What are your real risks?
What will things be like a year from now? Even two months from now?
Hey, what amazing times these are. How will we all look back on them?
What would this look if you were on Mars? Could see it as a robin?
I promise you, this will not last forever. Things always change. You can count on that, said the Buddha. If things seem to be changing for the worse, you can count on them also changing for the better.
Think of all the ways that things may end up better someday because of this event. Do it now, as an exercise in Big Reality.
How else do you keep the big picture? Partly, you do other things. If you are staying home more, as most of us are, use this time to go inward. What a great opportunity. The research finds that most HSPs agree that they have a “rich, complex inner life.” Feed it. Spend extra time, for example, meditating, journaling, attending to your dreams.
Your Intense Feelings
If your emotions are sometimes intense, accept that this is who you are. Do not be ashamed of it. The reality of your trait is part of the big picture. But as part of your turning inward, see if you can identify what parts of the situation trigger you most. That people are behaving so strangely? (That gets me—the scenes of panic buying in grocery stores.) That you feel so unsafe out in the world? Being shut in? You may learn something about yourself as you examine these specific parts of your feelings and where they may come from in your past.

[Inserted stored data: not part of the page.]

//! ampsync - replicate a template instance's schedule or settings across its
//! AMP panel group

use ampsync::{
    run_schedule_sync, run_settings_sync, with_session, ScheduleSyncOptions, SettingsSyncOptions,
};
use anyhow::Result;
use clap::{Parser, Subcommand};
use common::config_loader::DEFAULT_CONFIG_FILE;
use common::{init_logging, load_panel_config, PanelConfig};
use errors::{SyncError, SyncResult};
use std::path::PathBuf;
use tracing::{error, warn};

#[derive(Parser)]
#[command(name = "ampsync")]
#[command(about = "Replicate a template instance's schedule or settings across its AMP group")]
#[command(long_about = "Replicate a template instance's schedule or settings across its AMP group

The template's friendly name carries '-TEMPLATE <GROUP>-'; every running instance
whose friendly name carries '-<GROUP>-' is a destination.

Credentials come from the config file (url, username, password) or from
AMP_URL / AMP_USER / AMP_PASS, which take precedence.

Examples:
  ampsync schedules --dry-run     # Preview trigger replacement
  ampsync settings                # Stop, update and restart changed targets")]
#[command(version)]
struct Cli {
    #[command(subcommand)]
    command: Commands,

    /// Enable verbose logging
    #[arg(short, long, global = true)]
    verbose: bool,

    /// Disable colored output
    #[arg(long, global = true)]
    no_color: bool,

    /// Panel configuration file
    #[arg(short, long, global = true, default_value = DEFAULT_CONFIG_FILE)]
    config: PathBuf,
}

#[derive(Subcommand)]
enum Commands {
    /// Replace target schedules with the template schedule
    Schedules {
        /// Preview deletes/creates without applying schedule changes
        #[arg(long)]
        dry_run: bool,
    },

    /// Report statuses and sync game settings from the template
    Settings {
        /// Show what settings would change without stopping or updating instances
        #[arg(long)]
        dry_run: bool,
    },
}

async fn run(command: Commands, config: &PanelConfig) -> SyncResult<()> {
    match command {
        Commands::Schedules { dry_run } => {
            let options = ScheduleSyncOptions::new(dry_run);
            let summary =
                with_session(config, move |client| {
                    Box::pin(async move { run_schedule_sync(client, &options).await })
                })
                .await?;
            let failed = summary.failed_targets();
            if failed > 0 {
                warn!("{} target(s) were not fully synced", failed);
            }
        },
        Commands::Settings { dry_run } => {
            let options = SettingsSyncOptions {
                dry_run,
                profile: config.settings_profile.clone(),
                ..Default::default()
            };
            with_session(config, move |client| {
                Box::pin(async move { run_settings_sync(client, &options).await })
            })
            .await?;
        },
    }
    Ok(())
}

#[tokio::main]
async fn main() -> Result<()> {
    let cli = Cli::parse();

    if cli.no_color {
        colored::control::set_override(false);
    }
    init_logging(cli.verbose, !cli.no_color);

    let outcome = match load_panel_config(&cli.config) {
        Ok(config) => run(cli.command, &config).await,
        Err(e) => Err(e),
    };

    if let Err(e) = outcome {
        report_failure(&e);
        std::process::exit(e.exit_code());
    }
    Ok(())
}

fn report_failure(err: &SyncError) {
    match err.log_level() {
        tracing::Level::WARN => warn!("{}", err),
        _ => error!("{}", err),
    }
}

At the same time, if the emotions are too much for you, do what you can to regulate them. A great way to regulate emotion is to turn your attention to other things. That, too, is the bigger picture: There’s more to life than this “pandemic” (what a scary word). If you haven’t yet watched Sensitive and in Love, do it. Or watch Sensitive the Untold Story again. Both are free this week (learn more here). Refresh your inner HSP.
Once you are on a roll, watch other super positive movies, such as It’s a Beautiful Day in the Neighborhood. I just watched it and am still quoting it: Mrs. Rogers on her husband’s “sainthood.” “Don’t call him a saint, because that implies what he does is unattainable. We all can do it with some effort.” And Mr. Rogers on death: “It’s only human. If you can mention it, you can manage it.”
You Are Still a Highly Sensitive Social Animal
If you are home alone, remember you need some social interaction on a regular basis. It’s like food—we all need some every day, even or maybe especially introverts. At least connect with someone briefly, even about business. Better, spend some extra time doing video or phone chats with friends and family. If that’s a short list, try quarantinechat.com. You can talk to anyone shut in by the virus, anywhere in the world, whether you yourself are actually quarantined or not. It’s free. Visit it at: https://quarantinechat.com/
If you are home with your family, maybe more than usual with schools closed, enjoy this time of special connection as much as you can. But remember you need downtime on a regular basis.
Please, stay away from excessive media coverage and social media. Ask someone less sensitive, someone you trust, to monitor the news for you, someone who is addicted to it (and get off the stuff yourself). Ask them to let you know if there is any solid information you really should know.
Always Back to the Big Picture
Remember you are an animal, not just a social one. You need to go outside in nature. Maybe sometimes it will just be for a moment, on a balcony, on your front step, or through a window. Look into the sky or at a tree. But try to get out for walks too (if you are allowed). Every day. Time in nature is another kind of necessary food, especially for HSPs.
Finally, remember the big picture. Did I say that? When you think in a more expansive way, you will feel calmer. And when you feel calmer–through meditation, nature, or whatever–you will have a bigger picture. Then, be the emotional leader you were born to be and radiate that calm to others. “The only thing we have to fear is fear itself.” (These were FDR’s words to the U.S. when he announced entering WW II, and even that ended eventually, didn’t it?) Calm and kindness. Calm is as contagious as fear. Maybe when others are grabbing things off the shelves, you could start asking people what they are short of and share some of yours. (I am sure as an HSP, with all your creativity, you can think of ways to do without toilet paper!)
Your new mantra: BIG PICTURE!!!!
Hey, we can look forward to another HS men’s weekend in 2021. The 16 at this one have already asked for another so they can come back. It’s in the big picture.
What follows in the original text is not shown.